# how to plumb a non-drilled tank to sump..



## BettaBeats (Jan 14, 2010)

If I were to set up a sump directly below my reef aquarium, what type of plumbing, hose, pumps, would i need?

I understand sump design. but I don't know how to do the overflow, shut off/flood control. or the power of the pump needed to recirculate water.


----------



## caker_chris (Apr 22, 2010)

You either need to buy a hang-on overflow or use a pump to get the water out of the tank. I know some people use maxi-jets to pump the water out. The problem with doing it the pump way is that if one of the pumps fail you will have a flood on your hands.


----------



## sig (Dec 13, 2010)

this one for the drilled tanks, but it can help anyway

http://www.gtaaquaria.com/forum/showthread.php?t=22852

*100% free webcam site! | Awesome chicks and it is absolutely free! | Watch free live sex cam - easy as 1-2-3*


----------



## BettaBeats (Jan 14, 2010)

could i do fill the sump through siphon? and if the water level drops past the siphon then there wont be risk of flood..


----------



## ameekplec. (May 1, 2008)

Except when the siphon breaks and the tank keeps filling 

Drill your tank.
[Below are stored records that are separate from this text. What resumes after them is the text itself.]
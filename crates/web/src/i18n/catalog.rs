// =============================================================================
// Mapea Web - Translation Catalogs
// =============================================================================
// Table of Contents:
// 1. Namespaces
// 2. Embedded Locale Files
// 3. Errors
// 4. Catalog
// 5. SEO Strings
// =============================================================================

use std::collections::BTreeMap;

use thiserror::Error;

use super::language::Language;
use super::resolver::{resolve, translate, TranslationValue};
use crate::router::Section;

// -----------------------------------------------------------------------------
// 1. Namespaces
// -----------------------------------------------------------------------------

/// One locale file per namespace and language.
#[derive(Clone, Copy, Debug, PartialEq, Eq, Hash)]
pub enum Namespace {
    Common,
    Navigation,
    Home,
    Mission,
    Services,
    Clients,
    Contact,
    Footer,
    Seo,
}

impl Namespace {
    pub const ALL: [Namespace; 9] = [
        Namespace::Common,
        Namespace::Navigation,
        Namespace::Home,
        Namespace::Mission,
        Namespace::Services,
        Namespace::Clients,
        Namespace::Contact,
        Namespace::Footer,
        Namespace::Seo,
    ];

    pub fn as_str(&self) -> &'static str {
        match self {
            Namespace::Common => "common",
            Namespace::Navigation => "navigation",
            Namespace::Home => "home",
            Namespace::Mission => "mission",
            Namespace::Services => "services",
            Namespace::Clients => "clients",
            Namespace::Contact => "contact",
            Namespace::Footer => "footer",
            Namespace::Seo => "seo",
        }
    }
}

// -----------------------------------------------------------------------------
// 2. Embedded Locale Files
// -----------------------------------------------------------------------------

macro_rules! locale {
    ($lang:literal, $ns:literal) => {
        include_str!(concat!("../../locales/", $lang, "/", $ns, ".json"))
    };
}

/// Locale files compiled into the binary.
pub fn embedded_locale(lang: Language, ns: Namespace) -> Option<&'static str> {
    use Namespace::*;

    let source = match (lang, ns) {
        (Language::En, Common) => locale!("en", "common"),
        (Language::En, Navigation) => locale!("en", "navigation"),
        (Language::En, Home) => locale!("en", "home"),
        (Language::En, Mission) => locale!("en", "mission"),
        (Language::En, Services) => locale!("en", "services"),
        (Language::En, Clients) => locale!("en", "clients"),
        (Language::En, Contact) => locale!("en", "contact"),
        (Language::En, Footer) => locale!("en", "footer"),
        (Language::En, Seo) => locale!("en", "seo"),
        (Language::Es, Common) => locale!("es", "common"),
        (Language::Es, Navigation) => locale!("es", "navigation"),
        (Language::Es, Home) => locale!("es", "home"),
        (Language::Es, Mission) => locale!("es", "mission"),
        (Language::Es, Services) => locale!("es", "services"),
        (Language::Es, Contact) => locale!("es", "contact"),
        (Language::Es, Footer) => locale!("es", "footer"),
        (Language::Es, Seo) => locale!("es", "seo"),
        // Client testimonials are only written in English for now.
        (Language::Es, Clients) => return None,
    };
    Some(source)
}

// -----------------------------------------------------------------------------
// 3. Errors
// -----------------------------------------------------------------------------

/// Failures while loading a namespace. Always recovered from by falling back.
#[derive(Error, Debug)]
pub enum I18nError {
    #[error("translation not found: {lang}/{namespace}")]
    MissingNamespace {
        lang: Language,
        namespace: &'static str,
    },

    #[error("invalid translation file {lang}/{namespace}: {source}")]
    Parse {
        lang: Language,
        namespace: &'static str,
        #[source]
        source: serde_json::Error,
    },
}

fn parse_namespace<'a, F>(
    source: &F,
    lang: Language,
    ns: Namespace,
) -> Result<TranslationValue, I18nError>
where
    F: Fn(Language, Namespace) -> Option<&'a str>,
{
    let text = source(lang, ns).ok_or(I18nError::MissingNamespace {
        lang,
        namespace: ns.as_str(),
    })?;

    serde_json::from_str(text).map_err(|source| I18nError::Parse {
        lang,
        namespace: ns.as_str(),
        source,
    })
}

// -----------------------------------------------------------------------------
// 4. Catalog
// -----------------------------------------------------------------------------

/// All namespaces for one language, keyed by namespace name.
///
/// Keys passed to [`Catalog::t`] start with the namespace, e.g.
/// `"home.hero.title.line1"`.
#[derive(Clone, Debug, PartialEq)]
pub struct Catalog {
    language: Language,
    root: TranslationValue,
}

impl Catalog {
    /// Load the embedded locale files for `lang`.
    pub fn load(lang: Language) -> Self {
        Self::load_with(lang, embedded_locale)
    }

    /// Load every namespace through `source`, falling back to English for
    /// namespaces that are missing or broken, and to an empty namespace when
    /// English fails too.
    pub fn load_with<'a, F>(lang: Language, source: F) -> Self
    where
        F: Fn(Language, Namespace) -> Option<&'a str>,
    {
        let mut namespaces = BTreeMap::new();

        for ns in Namespace::ALL {
            let tree = match parse_namespace(&source, lang, ns) {
                Ok(tree) => tree,
                Err(err) if lang != Language::DEFAULT => {
                    log::warn!("{}; falling back to {}", err, Language::DEFAULT);
                    parse_namespace(&source, Language::DEFAULT, ns).unwrap_or_else(|err| {
                        log::error!("fallback failed: {}", err);
                        TranslationValue::empty()
                    })
                }
                Err(err) => {
                    log::error!("{}", err);
                    TranslationValue::empty()
                }
            };
            namespaces.insert(ns.as_str().to_string(), tree);
        }

        Self {
            language: lang,
            root: TranslationValue::Map(namespaces),
        }
    }

    pub fn language(&self) -> Language {
        self.language
    }

    /// Translate a `namespace.key.path`; unresolved keys come back unchanged.
    pub fn t<'a>(&'a self, key: &'a str) -> &'a str {
        translate(&self.root, key)
    }

    /// Strict lookup, for callers that supply their own fallback.
    pub fn get(&self, key: &str) -> Option<&str> {
        resolve(&self.root, key)
    }

    /// The tree of a single namespace.
    pub fn namespace(&self, ns: Namespace) -> &TranslationValue {
        static EMPTY: TranslationValue = TranslationValue::Other(serde_json::Value::Null);
        self.root.child(ns.as_str()).unwrap_or(&EMPTY)
    }

    /// Title, description and keywords for a section, falling back to the
    /// home entry.
    pub fn seo(&self, section: Section) -> SeoStrings {
        let seo = self.namespace(Namespace::Seo);
        let entry = seo
            .child(section.as_str())
            .or_else(|| seo.child(Section::Home.as_str()));

        match entry {
            Some(entry) => SeoStrings::from_entry(entry),
            None => SeoStrings::default(),
        }
    }
}

// -----------------------------------------------------------------------------
// 5. SEO Strings
// -----------------------------------------------------------------------------

/// Head metadata for one section.
#[derive(Clone, Debug, Default, PartialEq, Eq)]
pub struct SeoStrings {
    pub title: String,
    pub description: String,
    pub keywords: String,
}

impl SeoStrings {
    fn from_entry(entry: &TranslationValue) -> Self {
        let field = |name: &str| {
            entry
                .child(name)
                .and_then(TranslationValue::as_text)
                .unwrap_or_default()
                .to_string()
        };

        Self {
            title: field("title"),
            description: field("description"),
            keywords: field("keywords"),
        }
    }
}

#[cfg(test)]
mod tests {
    use super::*;

    #[test]
    fn test_embedded_locales_parse() {
        for lang in Language::ALL {
            for ns in Namespace::ALL {
                if let Some(text) = embedded_locale(lang, ns) {
                    let parsed: Result<TranslationValue, _> = serde_json::from_str(text);
                    assert!(parsed.is_ok(), "{}/{} failed to parse", lang, ns.as_str());
                }
            }
        }
    }

    #[test]
    fn test_load_resolves_namespaced_keys() {
        let en = Catalog::load(Language::En);
        assert_eq!(en.language(), Language::En);
        assert_eq!(en.t("navigation.home"), "Home");
        assert_eq!(en.t("common.buttons.getQuote"), "Get Quote");

        let es = Catalog::load(Language::Es);
        assert_eq!(es.t("navigation.home"), "Inicio");
        assert_eq!(es.t("common.buttons.getQuote"), "Cotizar");
    }

    #[test]
    fn test_missing_namespace_falls_back_to_english() {
        let es = Catalog::load(Language::Es);
        let en = Catalog::load(Language::En);
        assert_eq!(es.namespace(Namespace::Clients), en.namespace(Namespace::Clients));
        assert_eq!(es.t("clients.title"), en.t("clients.title"));
    }

    #[test]
    fn test_broken_file_falls_back_then_empties() {
        let source = |lang: Language, ns: Namespace| match (lang, ns) {
            (Language::Es, Namespace::Home) => Some("{ not json"),
            (Language::En, Namespace::Home) => Some(r#"{"hero":{"title":"Hello"}}"#),
            (Language::En, Namespace::Common) => Some("[1, 2"),
            (_, _) => None,
        };

        let catalog = Catalog::load_with(Language::Es, source);
        assert_eq!(catalog.t("home.hero.title"), "Hello");
        assert_eq!(catalog.namespace(Namespace::Common), &TranslationValue::empty());
        assert_eq!(catalog.t("common.anything"), "common.anything");

        let english = Catalog::load_with(Language::En, source);
        assert_eq!(english.namespace(Namespace::Common), &TranslationValue::empty());
    }

    #[test]
    fn test_unknown_keys_return_key() {
        let catalog = Catalog::load(Language::En);
        assert_eq!(catalog.t("home.hero.nope"), "home.hero.nope");
        assert_eq!(catalog.get("home.hero.nope"), None);
        assert_eq!(catalog.t("navigation"), "navigation");
    }

    #[test]
    fn test_seo_falls_back_to_home() {
        let source = |_: Language, ns: Namespace| match ns {
            Namespace::Seo => Some(
                r#"{
                    "home": {"title": "Home title", "description": "d", "keywords": "k"},
                    "contact": {"title": "Contact title"}
                }"#,
            ),
            _ => None,
        };
        let catalog = Catalog::load_with(Language::En, source);

        let contact = catalog.seo(Section::Contact);
        assert_eq!(contact.title, "Contact title");
        assert_eq!(contact.description, "");

        let mission = catalog.seo(Section::Mission);
        assert_eq!(mission.title, "Home title");
        assert_eq!(mission.keywords, "k");

        let empty = Catalog::load_with(Language::En, |_, _| None);
        assert_eq!(empty.seo(Section::Home), SeoStrings::default());
    }
}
It'll be the best option.


----------



## gjj25 (Jan 25, 2011)

there is another way.. you can create an overflow box.. if you want any idea's on how to do it.. i can help you out.. i have one on my 180 and my 175 and my 135... and they run all the time.. and i dont have any problems. 


so let me know..


----------



## NVES (Apr 21, 2010)

http://www.fosterandsmithaquatics.com/product/prod_display.cfm?pcatid=18358

I have one of the dual overflows running on my 150 gallon which is not drilled. And it's been running for over a year without any issues.

Whenever there is a power loss the siphon doesn't break and stops draining once it's below the overflow box and then when power comes back on the pump starts up again and everything is back to normal.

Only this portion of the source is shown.